France, Tunisia and a word in Fifa’s ear

paraguay1There will be a lot of random jottings here during the World Cup, given our declared support for Paraguay – not to the exclusion of a probably Bentless England, but in honour of Cristian Riveros, Paulo da Silva and those red and white stripes – and the haphazard nature of the Salut! Sunderland team of scribblers.

First thing first. In the long queue for the Uffizi museum in Florence, the faces of two Mexican students lit up when talk turned to football, and specifically to Sunderland.


Both were fans of Cruz Azul, from whom we have signed our second Paraguayan player, Cristian Riveros. And both gave him a hearty thumbs up (having read other match reports, I now suspect some of the criticism of him by our fans after Paraguay’s friendly against the Republic of Ireland was on the harsh side).

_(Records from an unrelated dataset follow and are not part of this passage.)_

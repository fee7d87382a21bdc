//! Per-kind field mapping and the save/restore pipeline.
//!
//! Restoring runs: object check, version gate, type gate, migration, field
//! validation, reconstruction. Every gate short-circuits.

use serde_json::{Map, Value};
use tile_common::{TileMatrix, WmsVersion};
use tile_protocol::{
    CapabilitiesWmts, EsriLayerConfig, ExplicitWmts, PmtilesLayerConfig, ServiceEndpointConfig,
    WmsLayerConfig, WmtsLayerConfig, WmtsSource, XyzLayerConfig,
};
use tracing::{debug, warn};

use crate::envelope::{
    as_object, check_type, check_version, kinds, new_envelope, read_type, read_version, TYPE_KEY,
};
use crate::error::{ErrorCode, FieldError, PersistenceError, PersistenceWarning};
use crate::fields::{FieldWriter, Fields};
use crate::migration::MigrationRegistry;

/// A layer configuration that can be written to and read from an envelope.
pub trait Persist: Sized {
    /// The `_type` discriminator.
    const KIND: &'static str;

    fn write_fields(&self, out: &mut FieldWriter<'_>);

    fn read_fields(fields: &Fields<'_>) -> Result<Self, FieldError>;
}

/// A restored configuration and whatever was noticed on the way.
#[derive(Debug, Clone, PartialEq)]
pub struct Restored<T> {
    pub config: T,
    pub warnings: Vec<PersistenceWarning>,
}

impl<T> Restored<T> {
    /// True when at least one migration step was missing. Callers that need
    /// fully converted records should reject these.
    pub fn has_skipped_migrations(&self) -> bool {
        self.warnings
            .iter()
            .any(|w| matches!(w, PersistenceWarning::SkippedMigration { .. }))
    }

    pub fn map<U, F: FnOnce(T) -> U>(self, f: F) -> Restored<U> {
        Restored {
            config: f(self.config),
            warnings: self.warnings,
        }
    }
}

/// Serialize `config` into an envelope at the current schema version.
pub fn to_persisted<T: Persist>(config: &T) -> Map<String, Value> {
    let mut map = new_envelope(T::KIND);
    config.write_fields(&mut FieldWriter::new(&mut map));
    map
}

/// Restore a record of kind `T` using the built-in migrations.
pub fn from_persisted<T: Persist>(value: &Value) -> Result<Restored<T>, PersistenceError> {
    from_persisted_with(value, &MigrationRegistry::default())
}

pub fn from_persisted_with<T: Persist>(
    value: &Value,
    registry: &MigrationRegistry,
) -> Result<Restored<T>, PersistenceError> {
    let map = as_object(value)?;
    let version = read_version(map)?;

    let mut warnings = Vec::new();
    if let Some(warning) = check_version(
        version,
        registry.min_supported_version(),
        registry.current_version(),
    )? {
        warn!(kind = T::KIND, %warning, "Restoring record from a newer schema");
        warnings.push(warning);
    }

    check_type(map, T::KIND)?;

    let (migrated, skipped) = registry.migrate(map.clone(), version);
    warnings.extend(skipped);

    let config = T::read_fields(&Fields::new(&migrated))?;
    debug!(
        kind = T::KIND,
        version,
        warnings = warnings.len(),
        "Restored persisted layer"
    );
    Ok(Restored { config, warnings })
}

/// [`to_persisted`] for any protocol.
pub fn persist_endpoint(config: &ServiceEndpointConfig) -> Map<String, Value> {
    match config {
        ServiceEndpointConfig::Wms(c) => to_persisted(c),
        ServiceEndpointConfig::Wmts(c) => to_persisted(c),
        ServiceEndpointConfig::Esri(c) => to_persisted(c),
        ServiceEndpointConfig::Xyz(c) => to_persisted(c),
        ServiceEndpointConfig::Pmtiles(c) => to_persisted(c),
    }
}

/// Restore a record of any kind, dispatching on `_type`.
pub fn restore_any(value: &Value) -> Result<Restored<ServiceEndpointConfig>, PersistenceError> {
    restore_any_with(value, &MigrationRegistry::default())
}

pub fn restore_any_with(
    value: &Value,
    registry: &MigrationRegistry,
) -> Result<Restored<ServiceEndpointConfig>, PersistenceError> {
    let kind = read_type(as_object(value)?)?;
    let restored = match kind {
        kinds::WMS => from_persisted_with(value, registry)?.map(ServiceEndpointConfig::Wms),
        kinds::WMTS => from_persisted_with(value, registry)?.map(ServiceEndpointConfig::Wmts),
        kinds::ESRI => from_persisted_with(value, registry)?.map(ServiceEndpointConfig::Esri),
        kinds::XYZ => from_persisted_with(value, registry)?.map(ServiceEndpointConfig::Xyz),
        kinds::PMTILES => from_persisted_with(value, registry)?.map(ServiceEndpointConfig::Pmtiles),
        other => {
            return Err(FieldError::new(
                TYPE_KEY,
                format!("unknown layer type '{}'", other),
                ErrorCode::InvalidType,
            )
            .into())
        }
    };
    Ok(restored)
}

impl Persist for WmsLayerConfig {
    const KIND: &'static str = kinds::WMS;

    fn write_fields(&self, out: &mut FieldWriter<'_>) {
        out.common(&self.common)
            .put("baseUrl", self.base_url.as_str())
            .list("layers", &self.layers)
            .list("styles", &self.styles)
            .opt("version", &self.version.map(|v| v.as_str()))
            .opt("crs", &self.crs)
            .opt("format", &self.format)
            .opt("transparent", &self.transparent)
            .opt("tileSize", &self.tile_size)
            .string_map("extraParams", &self.extra_params);
    }

    fn read_fields(fields: &Fields<'_>) -> Result<Self, FieldError> {
        Ok(Self {
            common: fields.common()?,
            base_url: fields.required_url("baseUrl")?,
            layers: fields.required_list("layers")?,
            styles: fields.string_list("styles")?,
            version: fields
                .optional_str("version")
                .as_deref()
                .and_then(WmsVersion::parse),
            crs: fields.optional_str("crs"),
            format: fields.optional_str("format"),
            transparent: fields.optional_bool("transparent"),
            tile_size: fields.optional_positive("tileSize")?,
            extra_params: fields.string_map("extraParams"),
        })
    }
}

const WMTS_MODES: [&str; 2] = ["explicit", "capabilities"];

impl Persist for WmtsLayerConfig {
    const KIND: &'static str = kinds::WMTS;

    fn write_fields(&self, out: &mut FieldWriter<'_>) {
        out.common(&self.common);
        match &self.source {
            WmtsSource::Explicit(e) => {
                out.put("mode", "explicit")
                    .put("tileUrlTemplate", e.tile_url_template.as_str())
                    .put("matrixSet", e.matrix_set.as_str())
                    .opt("style", &e.style)
                    .string_map("dimensions", &e.dimensions);
                if !e.tile_matrices.is_empty() {
                    let matrices: Vec<Value> = e.tile_matrices.iter().map(matrix_to_value).collect();
                    out.put("tileMatrices", matrices);
                }
            }
            WmtsSource::Capabilities(c) => {
                out.put("mode", "capabilities")
                    .put("capabilitiesUrl", c.capabilities_url.as_str())
                    .put("layerId", c.layer_id.as_str())
                    .opt("matrixSet", &c.matrix_set)
                    .opt("style", &c.style)
                    .opt("format", &c.format)
                    .opt("preferredCrs", &c.preferred_crs)
                    .opt("preferredWellKnownScaleSet", &c.preferred_well_known_scale_set)
                    .string_map("dimensions", &c.dimensions);
            }
        }
    }

    fn read_fields(fields: &Fields<'_>) -> Result<Self, FieldError> {
        let common = fields.common()?;
        let source = match fields.required_enum("mode", &WMTS_MODES)?.as_str() {
            "explicit" => WmtsSource::Explicit(ExplicitWmts {
                tile_url_template: fields.required_url("tileUrlTemplate")?,
                matrix_set: fields.required_str("matrixSet")?,
                tile_matrices: read_matrices(fields)?,
                style: fields.optional_str("style"),
                dimensions: fields.string_map("dimensions"),
            }),
            _ => WmtsSource::Capabilities(CapabilitiesWmts {
                capabilities_url: fields.required_url("capabilitiesUrl")?,
                layer_id: fields.required_str("layerId")?,
                matrix_set: fields.optional_str("matrixSet"),
                style: fields.optional_str("style"),
                format: fields.optional_str("format"),
                preferred_crs: fields.optional_str("preferredCrs"),
                preferred_well_known_scale_set: fields.optional_str("preferredWellKnownScaleSet"),
                dimensions: fields.string_map("dimensions"),
            }),
        };
        Ok(Self { common, source })
    }
}

fn matrix_to_value(m: &TileMatrix) -> Value {
    let mut map = Map::new();
    FieldWriter::new(&mut map)
        .put("identifier", m.identifier.as_str())
        .put("scaleDenominator", m.scale_denominator)
        .put(
            "topLeftCorner",
            vec![m.top_left_corner.0, m.top_left_corner.1],
        )
        .put("tileWidth", m.tile_width)
        .put("tileHeight", m.tile_height)
        .put("matrixWidth", m.matrix_width)
        .put("matrixHeight", m.matrix_height);
    Value::Object(map)
}

fn read_matrices(fields: &Fields<'_>) -> Result<Vec<TileMatrix>, FieldError> {
    let items = match fields.get("tileMatrices") {
        None => return Ok(Vec::new()),
        Some(Value::Array(items)) => items,
        Some(other) => {
            return Err(FieldError::new(
                "tileMatrices",
                format!("expected an array of tile matrices, got {}", other),
                ErrorCode::InvalidArray,
            ))
        }
    };

    items
        .iter()
        .enumerate()
        .map(|(i, item)| -> Result<TileMatrix, FieldError> {
            let path = format!("tileMatrices[{}]", i);
            let obj = item.as_object().ok_or_else(|| {
                FieldError::new(path.as_str(), "expected an object", ErrorCode::InvalidArray)
            })?;
            let m = Fields::nested(obj, &path);
            let corner = match m.get("topLeftCorner") {
                Some(Value::Array(xy)) if xy.len() == 2 => xy[0].as_f64().zip(xy[1].as_f64()),
                _ => None,
            }
            .ok_or_else(|| {
                FieldError::new(
                    format!("{}.topLeftCorner", path),
                    "expected [x, y]",
                    ErrorCode::InvalidArray,
                )
            })?;
            Ok(TileMatrix {
                identifier: m.required_str("identifier")?,
                scale_denominator: m.required_f64("scaleDenominator")?,
                top_left_corner: corner,
                tile_width: m.required_positive("tileWidth")?,
                tile_height: m.required_positive("tileHeight")?,
                matrix_width: m.required_positive("matrixWidth")?,
                matrix_height: m.required_positive("matrixHeight")?,
            })
        })
        .collect()
}

impl Persist for EsriLayerConfig {
    const KIND: &'static str = kinds::ESRI;

    fn write_fields(&self, out: &mut FieldWriter<'_>) {
        out.common(&self.common)
            .put("serviceUrl", self.service_url.as_str())
            .opt("layerId", &self.layer_id)
            .opt("format", &self.format)
            .opt("transparent", &self.transparent)
            .opt("crs", &self.crs)
            .opt("tileSize", &self.tile_size);
    }

    fn read_fields(fields: &Fields<'_>) -> Result<Self, FieldError> {
        Ok(Self {
            common: fields.common()?,
            service_url: fields.required_url("serviceUrl")?,
            layer_id: fields.optional_str("layerId"),
            format: fields.optional_str("format"),
            transparent: fields.optional_bool("transparent"),
            crs: fields.optional_str("crs"),
            tile_size: fields.optional_positive("tileSize")?,
        })
    }
}

impl Persist for XyzLayerConfig {
    const KIND: &'static str = kinds::XYZ;

    fn write_fields(&self, out: &mut FieldWriter<'_>) {
        out.common(&self.common)
            .put("urlTemplate", self.url_template.as_str())
            .list("subdomains", &self.subdomains)
            .put("tms", self.tms)
            .opt("tileSize", &self.tile_size);
    }

    fn read_fields(fields: &Fields<'_>) -> Result<Self, FieldError> {
        Ok(Self {
            common: fields.common()?,
            url_template: fields.required_url("urlTemplate")?,
            subdomains: fields.string_list("subdomains")?,
            tms: fields.optional_bool("tms").unwrap_or(false),
            tile_size: fields.optional_positive("tileSize")?,
        })
    }
}

impl Persist for PmtilesLayerConfig {
    const KIND: &'static str = kinds::PMTILES;

    fn write_fields(&self, out: &mut FieldWriter<'_>) {
        out.common(&self.common)
            .put("url", self.url.as_str())
            .opt("tileSize", &self.tile_size);
    }

    fn read_fields(fields: &Fields<'_>) -> Result<Self, FieldError> {
        Ok(Self {
            common: fields.common()?,
            url: fields.required_url("url")?,
            tile_size: fields.optional_positive("tileSize")?,
        })
    }
}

They also rated Paulo da Silva, our first Paraguayan, but feared that a third SAFC target Salvador CabaƱas would never again play at a high level despite his steady recovery from head injury received in a nightclub shooting. Reports I have seen have varied from uncertain to mildly optimistic.

Back in France in time to catch Les Bleus on TV, in a warm-up game in Tunisia, I regretted not having set aside some paint to watch drying. Having gone behind early France huffed and puffed a great deal and finally grabbed an equaliser without ever looking like beating the limited opposition. It was a dire game and France would struggle on this evidence to progress beyond the group stage.

The word in Fifa’s ear is this: please ensure great consistency in South Africa than we saw from the Libyan referee, Mr Errai. He booked Sanga for a routine challenge, then failed to book a Tunisian for a much more obvious yellow card clattering of Sanga and failed even to spot Franck Ribery holding on so tightly to an opponent’s shirt, and for so long, that you began to think he had identified it as a piece of personal property stolen long ago.

There was worse.

Thierry Henry, it is fair to say, is currently in exile from high moral ground. But twice, when France had corners, he was manhandled to such an extent that he could barely move and at one point seemed about to be hauled to the ground.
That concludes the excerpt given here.